----- DATA PROVIDED -----

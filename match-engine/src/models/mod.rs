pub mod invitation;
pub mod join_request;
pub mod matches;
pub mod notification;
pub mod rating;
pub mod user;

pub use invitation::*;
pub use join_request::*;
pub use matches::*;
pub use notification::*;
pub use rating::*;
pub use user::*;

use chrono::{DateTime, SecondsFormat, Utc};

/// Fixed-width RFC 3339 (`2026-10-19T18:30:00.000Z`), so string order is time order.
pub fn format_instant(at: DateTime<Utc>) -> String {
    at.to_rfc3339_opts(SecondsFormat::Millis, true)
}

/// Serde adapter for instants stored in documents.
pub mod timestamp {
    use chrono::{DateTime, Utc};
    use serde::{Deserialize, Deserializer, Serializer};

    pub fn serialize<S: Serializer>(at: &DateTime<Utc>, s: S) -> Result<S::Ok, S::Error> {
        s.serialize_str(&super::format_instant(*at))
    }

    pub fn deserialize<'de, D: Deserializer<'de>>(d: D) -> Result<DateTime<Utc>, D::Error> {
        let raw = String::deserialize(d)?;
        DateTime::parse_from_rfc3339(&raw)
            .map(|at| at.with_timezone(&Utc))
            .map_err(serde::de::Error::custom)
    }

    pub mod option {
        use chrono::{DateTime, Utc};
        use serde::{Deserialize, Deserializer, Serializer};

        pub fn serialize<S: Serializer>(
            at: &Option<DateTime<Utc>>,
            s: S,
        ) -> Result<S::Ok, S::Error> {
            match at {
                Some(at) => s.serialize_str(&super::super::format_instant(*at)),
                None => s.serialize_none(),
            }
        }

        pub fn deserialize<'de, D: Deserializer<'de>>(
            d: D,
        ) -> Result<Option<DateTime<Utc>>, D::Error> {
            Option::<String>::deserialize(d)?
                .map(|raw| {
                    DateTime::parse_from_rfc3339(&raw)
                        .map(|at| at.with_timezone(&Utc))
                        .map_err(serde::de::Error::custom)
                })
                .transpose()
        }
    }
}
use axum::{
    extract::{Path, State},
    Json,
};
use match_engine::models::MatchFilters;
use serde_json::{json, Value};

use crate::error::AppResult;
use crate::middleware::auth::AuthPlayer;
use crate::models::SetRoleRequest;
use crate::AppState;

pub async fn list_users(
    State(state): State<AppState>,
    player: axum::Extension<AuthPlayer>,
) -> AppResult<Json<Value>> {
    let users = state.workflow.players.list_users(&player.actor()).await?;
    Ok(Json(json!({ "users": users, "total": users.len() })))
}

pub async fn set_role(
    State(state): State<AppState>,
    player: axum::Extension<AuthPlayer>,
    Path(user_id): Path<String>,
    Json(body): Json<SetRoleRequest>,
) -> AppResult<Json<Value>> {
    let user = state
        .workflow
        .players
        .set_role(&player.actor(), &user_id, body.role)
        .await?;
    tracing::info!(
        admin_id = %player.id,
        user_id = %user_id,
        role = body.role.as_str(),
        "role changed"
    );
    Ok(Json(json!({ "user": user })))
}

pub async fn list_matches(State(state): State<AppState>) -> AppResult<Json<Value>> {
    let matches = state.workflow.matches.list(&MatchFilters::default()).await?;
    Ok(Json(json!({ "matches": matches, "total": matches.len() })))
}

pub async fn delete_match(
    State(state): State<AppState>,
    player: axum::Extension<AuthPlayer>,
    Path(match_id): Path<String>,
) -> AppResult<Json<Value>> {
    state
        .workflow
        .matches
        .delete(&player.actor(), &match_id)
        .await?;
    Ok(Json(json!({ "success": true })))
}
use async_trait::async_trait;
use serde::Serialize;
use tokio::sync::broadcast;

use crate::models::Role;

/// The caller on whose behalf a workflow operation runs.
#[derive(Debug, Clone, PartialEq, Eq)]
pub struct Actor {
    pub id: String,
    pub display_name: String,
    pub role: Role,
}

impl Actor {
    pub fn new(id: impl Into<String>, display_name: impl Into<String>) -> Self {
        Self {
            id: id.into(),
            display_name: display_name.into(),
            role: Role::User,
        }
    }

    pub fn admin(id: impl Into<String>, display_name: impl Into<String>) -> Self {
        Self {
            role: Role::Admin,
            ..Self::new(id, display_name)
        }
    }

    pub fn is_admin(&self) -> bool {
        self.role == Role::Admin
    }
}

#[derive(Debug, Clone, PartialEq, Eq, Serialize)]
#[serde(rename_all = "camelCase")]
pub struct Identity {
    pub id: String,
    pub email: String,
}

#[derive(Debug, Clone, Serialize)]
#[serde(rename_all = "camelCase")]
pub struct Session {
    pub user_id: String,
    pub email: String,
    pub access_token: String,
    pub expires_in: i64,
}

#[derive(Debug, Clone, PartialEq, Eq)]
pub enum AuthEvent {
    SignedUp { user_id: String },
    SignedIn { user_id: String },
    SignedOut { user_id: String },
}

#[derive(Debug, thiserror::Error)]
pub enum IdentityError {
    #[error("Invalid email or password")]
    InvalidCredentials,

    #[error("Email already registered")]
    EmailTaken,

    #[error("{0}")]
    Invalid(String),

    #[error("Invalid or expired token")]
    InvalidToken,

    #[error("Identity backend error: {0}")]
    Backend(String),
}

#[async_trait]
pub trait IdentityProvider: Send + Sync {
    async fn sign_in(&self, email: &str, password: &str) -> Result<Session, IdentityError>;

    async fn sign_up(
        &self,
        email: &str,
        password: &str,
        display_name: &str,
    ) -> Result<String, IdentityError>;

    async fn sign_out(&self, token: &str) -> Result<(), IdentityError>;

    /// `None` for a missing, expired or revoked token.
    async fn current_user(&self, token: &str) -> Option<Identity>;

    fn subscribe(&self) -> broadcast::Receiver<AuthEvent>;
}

-----

# WORK REQUIRED:
Each line above that has the word "workflow" must be copied.

# ANSWER TO THE EXERCISE:
    let users = state.workflow.players.list_users(&player.actor()).await?;
        .workflow
    let matches = state.workflow.matches.list(&MatchFilters::default()).await?;
        .workflow
/// The caller on whose behalf a workflow operation runs.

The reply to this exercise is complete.